Il n'y a pas à modifier la définition de la science. La valeur n'est pas empirique, mais cela ne veut pas dire qu'elle n'a pas des implications ainsi que des conséquences empiriques. Marx élabore une théorie à partir d'un phénomène empirique qu'il observe : la normalisation du travail dans la société capitaliste. Cette théorie se trouve enfin confrontée aux faits : si elle est contredite par les faits, alors il faut soit la modifier, soit la rejeter. Si elle est confirmée par les faits, alors soit elle est vraie, soit c'est celle qui se rapproche le plus de la vérité.
Je ne vais pas tergiverser sur la science. Seulement dire que la théorie marxienne est confirmée par les faits : la propension continue des machines à remplacer le travail humain, la diminution durable des prix de marché des marchandises qui va de pair avec l'amélioration de la technique et donc de l'accroissement toujours plus grand de la productivité, ou encore la baisse tendancielle des taux de profits moyen qui est économiquement observable sur l'histoire et qui va de pair avec la diminution du travail humain ; cette exclusion du travail humain qui a pour conséquence du chômage de masse, les salaires qui diminuent, l'appauvrissement des ouvriers etc. etc. : tous ça sont des implications que la théorie affirme. Si de tels faits n'étaient pas observables, alors elle serait de fait rejetée. Or, nous le savons, ces faits sont observables, dès lors ?
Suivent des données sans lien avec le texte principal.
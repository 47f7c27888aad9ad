//! Configuration management.
//!
//! Loads settings from environment variables and .env file.

/// Application configuration loaded from environment.
#[derive(Debug, Clone)]
pub struct Settings {
    // Provider credentials
    pub odds_api_key: String,
    pub espn_api_key: String,

    // HTTP behavior
    pub request_timeout_secs: u64,
    pub max_retries: u32,

    // Per-minute rate limit windows
    pub espn_rate_limit: usize,
    pub nba_rate_limit: usize,
    pub odds_rate_limit: usize,

    // Dashboard refresh
    pub refresh_interval_secs: u64,

    // Logging
    pub log_level: String,
    pub log_json: bool,
}

impl Settings {
    /// Load settings from environment variables (and .env file).
    pub fn from_env() -> Self {
        // Try to load .env file (ignore if not found).
        let _ = dotenvy::dotenv();

        Self {
            odds_api_key: env_str("ODDS_API_KEY", ""),
            espn_api_key: env_str("ESPN_API_KEY", ""),

            request_timeout_secs: env_u64("REQUEST_TIMEOUT_SECS", 10),
            max_retries: env_u32("MAX_RETRIES", 3),

            espn_rate_limit: env_usize("ESPN_RATE_LIMIT", 100),
            nba_rate_limit: env_usize("NBA_RATE_LIMIT", 30),
            odds_rate_limit: env_usize("ODDS_RATE_LIMIT", 20),

            refresh_interval_secs: env_u64("REFRESH_INTERVAL_SECS", 300),

            log_level: env_str("LOG_LEVEL", "info"),
            log_json: env_bool("LOG_JSON", false),
        }
    }

    /// Validate configuration for critical requirements.
    pub fn validate(&self) -> Result<(), Vec<String>> {
        let mut errors = Vec::new();

        if self.request_timeout_secs == 0 {
            errors.push("REQUEST_TIMEOUT_SECS must be positive".to_string());
        }
        if self.espn_rate_limit == 0 {
            errors.push("ESPN_RATE_LIMIT must be positive".to_string());
        }
        if self.nba_rate_limit == 0 {
            errors.push("NBA_RATE_LIMIT must be positive".to_string());
        }
        if self.odds_rate_limit == 0 {
            errors.push("ODDS_RATE_LIMIT must be positive".to_string());
        }
        if self.refresh_interval_secs == 0 {
            errors.push("REFRESH_INTERVAL_SECS must be positive".to_string());
        }

        if errors.is_empty() {
            Ok(())
        } else {
            Err(errors)
        }
    }

    /// Whether the optional odds provider should be constructed at all.
    pub fn odds_configured(&self) -> bool {
        !self.odds_api_key.is_empty()
    }
}

impl Default for Settings {
    fn default() -> Self {
        Self {
            odds_api_key: String::new(),
            espn_api_key: String::new(),
            request_timeout_secs: 10,
            max_retries: 3,
            espn_rate_limit: 100,
            nba_rate_limit: 30,
            odds_rate_limit: 20,
            refresh_interval_secs: 300,
            log_level: "info".to_string(),
            log_json: false,
        }
    }
}

// =============================================================================
// Environment helpers
// =============================================================================

fn env_str(key: &str, default: &str) -> String {
    std::env::var(key).unwrap_or_else(|_| default.to_string())
}

fn env_bool(key: &str, default: bool) -> bool {
    std::env::var(key)
        .map(|v| matches!(v.to_lowercase().as_str(), "true" | "1" | "yes"))
        .unwrap_or(default)
}

fn env_u32(key: &str, default: u32) -> u32 {
    std::env::var(key)
        .ok()
        .and_then(|v| v.parse().ok())
        .unwrap_or(default)
}

fn env_u64(key: &str, default: u64) -> u64 {
    std::env::var(key)
        .ok()
        .and_then(|v| v.parse().ok())
        .unwrap_or(default)
}

fn env_usize(key: &str, default: usize) -> usize {
    std::env::var(key)
        .ok()
        .and_then(|v| v.parse().ok())
        .unwrap_or(default)
}

#[cfg(test)]
mod tests {
    use super::*;

    #[test]
    fn test_defaults_validate() {
        assert!(Settings::default().validate().is_ok());
    }

    #[test]
    fn test_zero_rate_limit_rejected() {
        let settings = Settings {
            nba_rate_limit: 0,
            ..Settings::default()
        };
        let errors = settings.validate().unwrap_err();
        assert!(errors.iter().any(|e| e.contains("NBA_RATE_LIMIT")));
    }

    #[test]
    fn test_odds_provider_disabled_without_key() {
        assert!(!Settings::default().odds_configured());
        let settings = Settings {
            odds_api_key: "k".to_string(),
            ..Settings::default()
        };
        assert!(settings.odds_configured());
    }
}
Message édité le 16 septembre 2017 à 00:27:00 par NekBallad
Superasgard2
Superasgard2
Niveau 10
18 septembre 2017 à 01:53:01

Toute victoire capitaliste ne peut être que temporaire, car tant qu'il y aura le capitalisme il y aura un prolétariat potentiellement révolutionnaire.

Axetibe-
Axetibe-
Niveau 10
18 septembre 2017 à 07:25:41

https://www.youtube.com/watch?v=j8nVB9FwykU

Ca y est j'ai fait 10 000 vues https://image.noelshack.com/fichiers/2016/36/1473263674-jesus5.png

Axetibe-
Axetibe-
Niveau 10
18 septembre 2017 à 07:57:21

https://www.youtube.com/watch?v=48vW8LbQ6TE

https://www.youtube.com/watch?v=rZDQ3OAl79E&feature=youtu.be

Du coup pour fêter ça https://image.noelshack.com/fichiers/2016/36/1473263674-jesus5.png

Superasgard2
Superasgard2
Niveau 10
27 septembre 2017 à 16:49:14

http://lesmaterialistes.com/pauperisation-selon-marx-pauperisation-absolue-relativ

Réponse à une critique antimarxiste. [[sticker:p/1jnh]]

Superasgard2
Superasgard2
Niveau 10
27 septembre 2017 à 18:42:28

On a l'impression que le but principal de l'état d'urgence est autre que l'officiel : http://www.revolutionpermanente.fr/Loi-anti-terroriste-En-Marche-refuse-de-requisitionner-les-entreprises-qui-financent-Daech?utm_content=buffer1d535&utm_medium=social&utm_source=facebook.com&utm_campaign=buffer

sujetautomate
sujetautomate
Niveau 4
05 octobre 2017 à 14:24:33

C'est globalement faux. Il suffit juste de savoir que Heidegger était très proche de l'existentialisme, donc à mille lieue des grands courants post-modernistes du type post-structuralisme. Après ça n’empêche pas qu'il y ait des influences, voir même des véritables liens entre Heidegger et certaines théories post-modernistes (je pense à Tiqqun notamment).